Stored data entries
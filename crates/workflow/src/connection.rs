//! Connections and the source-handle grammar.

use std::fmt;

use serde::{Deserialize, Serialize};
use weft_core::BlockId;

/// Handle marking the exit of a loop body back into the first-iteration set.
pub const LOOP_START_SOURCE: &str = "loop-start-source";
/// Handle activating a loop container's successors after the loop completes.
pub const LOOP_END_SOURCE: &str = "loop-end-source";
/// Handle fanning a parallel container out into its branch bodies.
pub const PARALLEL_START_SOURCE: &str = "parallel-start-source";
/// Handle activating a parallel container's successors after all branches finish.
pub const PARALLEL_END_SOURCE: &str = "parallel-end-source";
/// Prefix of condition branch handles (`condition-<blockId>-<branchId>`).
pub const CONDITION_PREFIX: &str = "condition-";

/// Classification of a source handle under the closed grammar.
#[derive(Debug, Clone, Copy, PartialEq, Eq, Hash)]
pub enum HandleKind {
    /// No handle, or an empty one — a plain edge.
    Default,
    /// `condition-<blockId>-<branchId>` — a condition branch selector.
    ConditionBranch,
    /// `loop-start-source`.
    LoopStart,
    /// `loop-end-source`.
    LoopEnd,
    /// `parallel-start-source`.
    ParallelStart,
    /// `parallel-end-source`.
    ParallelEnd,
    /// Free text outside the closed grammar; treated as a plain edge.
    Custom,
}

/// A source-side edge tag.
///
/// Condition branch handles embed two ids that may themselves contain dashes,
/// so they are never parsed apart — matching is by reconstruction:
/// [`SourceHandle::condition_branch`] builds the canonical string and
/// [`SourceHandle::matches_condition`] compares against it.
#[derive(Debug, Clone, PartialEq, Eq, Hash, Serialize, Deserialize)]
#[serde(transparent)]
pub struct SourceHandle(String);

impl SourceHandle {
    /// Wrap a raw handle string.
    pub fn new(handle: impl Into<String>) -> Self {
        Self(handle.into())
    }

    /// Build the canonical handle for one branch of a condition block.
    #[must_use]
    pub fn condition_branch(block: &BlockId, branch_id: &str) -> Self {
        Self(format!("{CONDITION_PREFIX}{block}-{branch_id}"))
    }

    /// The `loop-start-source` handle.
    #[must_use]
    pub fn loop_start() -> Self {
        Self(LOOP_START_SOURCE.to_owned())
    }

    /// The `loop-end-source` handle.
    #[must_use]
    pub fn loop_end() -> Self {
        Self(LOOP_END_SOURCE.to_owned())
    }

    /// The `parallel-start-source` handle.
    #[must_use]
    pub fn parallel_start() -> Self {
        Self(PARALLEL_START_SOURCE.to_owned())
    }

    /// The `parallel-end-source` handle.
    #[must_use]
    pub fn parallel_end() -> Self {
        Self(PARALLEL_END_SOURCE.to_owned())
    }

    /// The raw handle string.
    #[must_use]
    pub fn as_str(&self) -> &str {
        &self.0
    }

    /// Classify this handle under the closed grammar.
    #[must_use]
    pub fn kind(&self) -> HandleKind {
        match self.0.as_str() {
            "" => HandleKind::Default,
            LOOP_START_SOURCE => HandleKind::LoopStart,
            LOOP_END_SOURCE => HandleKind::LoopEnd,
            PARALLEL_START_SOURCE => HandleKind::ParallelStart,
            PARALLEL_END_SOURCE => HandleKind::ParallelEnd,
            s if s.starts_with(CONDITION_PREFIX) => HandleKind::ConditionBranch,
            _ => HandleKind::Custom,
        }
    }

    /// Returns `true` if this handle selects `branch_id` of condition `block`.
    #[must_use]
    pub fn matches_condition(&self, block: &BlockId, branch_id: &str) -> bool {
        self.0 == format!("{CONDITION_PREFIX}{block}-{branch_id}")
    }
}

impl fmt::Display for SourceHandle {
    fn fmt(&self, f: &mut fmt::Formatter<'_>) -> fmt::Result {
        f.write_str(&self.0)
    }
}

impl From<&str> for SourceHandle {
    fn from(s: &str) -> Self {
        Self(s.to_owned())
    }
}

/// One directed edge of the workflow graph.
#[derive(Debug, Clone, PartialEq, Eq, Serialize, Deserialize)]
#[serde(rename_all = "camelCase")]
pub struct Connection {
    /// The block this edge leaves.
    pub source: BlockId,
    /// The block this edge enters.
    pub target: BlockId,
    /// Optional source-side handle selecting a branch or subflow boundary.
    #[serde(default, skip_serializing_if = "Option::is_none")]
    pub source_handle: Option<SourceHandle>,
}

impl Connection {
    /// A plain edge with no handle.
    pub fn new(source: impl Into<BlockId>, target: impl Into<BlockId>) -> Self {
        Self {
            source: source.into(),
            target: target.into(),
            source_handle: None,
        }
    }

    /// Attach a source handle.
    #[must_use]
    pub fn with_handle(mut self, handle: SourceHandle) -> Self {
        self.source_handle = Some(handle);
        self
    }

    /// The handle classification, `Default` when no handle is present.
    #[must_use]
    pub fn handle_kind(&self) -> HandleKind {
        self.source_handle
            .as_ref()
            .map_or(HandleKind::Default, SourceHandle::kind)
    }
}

_Exercise requirements_
The full set of records above is to be printed again verbatim.

_Output of the task_
filename crates/workflow/src/connection.rs
//! Connections and the source-handle grammar.

use std::fmt;

use serde::{Deserialize, Serialize};
use weft_core::BlockId;

/// Handle marking the exit of a loop body back into the first-iteration set.
pub const LOOP_START_SOURCE: &str = "loop-start-source";
/// Handle activating a loop container's successors after the loop completes.
pub const LOOP_END_SOURCE: &str = "loop-end-source";
/// Handle fanning a parallel container out into its branch bodies.
pub const PARALLEL_START_SOURCE: &str = "parallel-start-source";
/// Handle activating a parallel container's successors after all branches finish.
pub const PARALLEL_END_SOURCE: &str = "parallel-end-source";
/// Prefix of condition branch handles (`condition-<blockId>-<branchId>`).
pub const CONDITION_PREFIX: &str = "condition-";

/// Classification of a source handle under the closed grammar.
#[derive(Debug, Clone, Copy, PartialEq, Eq, Hash)]
pub enum HandleKind {
    /// No handle, or an empty one — a plain edge.
    Default,
    /// `condition-<blockId>-<branchId>` — a condition branch selector.
    ConditionBranch,
    /// `loop-start-source`.
    LoopStart,
    /// `loop-end-source`.
    LoopEnd,
    /// `parallel-start-source`.
    ParallelStart,
    /// `parallel-end-source`.
    ParallelEnd,
    /// Free text outside the closed grammar; treated as a plain edge.
    Custom,
}

/// A source-side edge tag.
///
/// Condition branch handles embed two ids that may themselves contain dashes,
/// so they are never parsed apart — matching is by reconstruction:
/// [`SourceHandle::condition_branch`] builds the canonical string and
/// [`SourceHandle::matches_condition`] compares against it.
#[derive(Debug, Clone, PartialEq, Eq, Hash, Serialize, Deserialize)]
#[serde(transparent)]
pub struct SourceHandle(String);

impl SourceHandle {
    /// Wrap a raw handle string.
    pub fn new(handle: impl Into<String>) -> Self {
        Self(handle.into())
    }

    /// Build the canonical handle for one branch of a condition block.
    #[must_use]
    pub fn condition_branch(block: &BlockId, branch_id: &str) -> Self {
        Self(format!("{CONDITION_PREFIX}{block}-{branch_id}"))
    }

    /// The `loop-start-source` handle.
    #[must_use]
    pub fn loop_start() -> Self {
        Self(LOOP_START_SOURCE.to_owned())
    }

    /// The `loop-end-source` handle.
    #[must_use]
    pub fn loop_end() -> Self {
        Self(LOOP_END_SOURCE.to_owned())
    }

    /// The `parallel-start-source` handle.
    #[must_use]
    pub fn parallel_start() -> Self {
        Self(PARALLEL_START_SOURCE.to_owned())
    }

    /// The `parallel-end-source` handle.
    #[must_use]
    pub fn parallel_end() -> Self {
        Self(PARALLEL_END_SOURCE.to_owned())
    }

    /// The raw handle string.
    #[must_use]
    pub fn as_str(&self) -> &str {
        &self.0
    }

    /// Classify this handle under the closed grammar.
    #[must_use]
    pub fn kind(&self) -> HandleKind {
        match self.0.as_str() {
            "" => HandleKind::Default,
            LOOP_START_SOURCE => HandleKind::LoopStart,
            LOOP_END_SOURCE => HandleKind::LoopEnd,
            PARALLEL_START_SOURCE => HandleKind::ParallelStart,
            PARALLEL_END_SOURCE => HandleKind::ParallelEnd,
            s if s.starts_with(CONDITION_PREFIX) => HandleKind::ConditionBranch,
            _ => HandleKind::Custom,
        }
    }

    /// Returns `true` if this handle selects `branch_id` of condition `block`.
    #[must_use]
    pub fn matches_condition(&self, block: &BlockId, branch_id: &str) -> bool {
        self.0 == format!("{CONDITION_PREFIX}{block}-{branch_id}")
    }
}

impl fmt::Display for SourceHandle {
    fn fmt(&self, f: &mut fmt::Formatter<'_>) -> fmt::Result {
        f.write_str(&self.0)
    }
}

impl From<&str> for SourceHandle {
    fn from(s: &str) -> Self {
        Self(s.to_owned())
    }
}

/// One directed edge of the workflow graph.
#[derive(Debug, Clone, PartialEq, Eq, Serialize, Deserialize)]
#[serde(rename_all = "camelCase")]
pub struct Connection {
    /// The block this edge leaves.
    pub source: BlockId,
    /// The block this edge enters.
    pub target: BlockId,
    /// Optional source-side handle selecting a branch or subflow boundary.
    #[serde(default, skip_serializing_if = "Option::is_none")]
    pub source_handle: Option<SourceHandle>,
}

impl Connection {
    /// A plain edge with no handle.
    pub fn new(source: impl Into<BlockId>, target: impl Into<BlockId>) -> Self {
        Self {
            source: source.into(),
            target: target.into(),
            source_handle: None,
        }
    }

    /// Attach a source handle.
    #[must_use]
    pub fn with_handle(mut self, handle: SourceHandle) -> Self {
        self.source_handle = Some(handle);
        self
    }

    /// The handle classification, `Default` when no handle is present.
    #[must_use]
    pub fn handle_kind(&self) -> HandleKind {
        self.source_handle
            .as_ref()
            .map_or(HandleKind::Default, SourceHandle::kind)
    }
}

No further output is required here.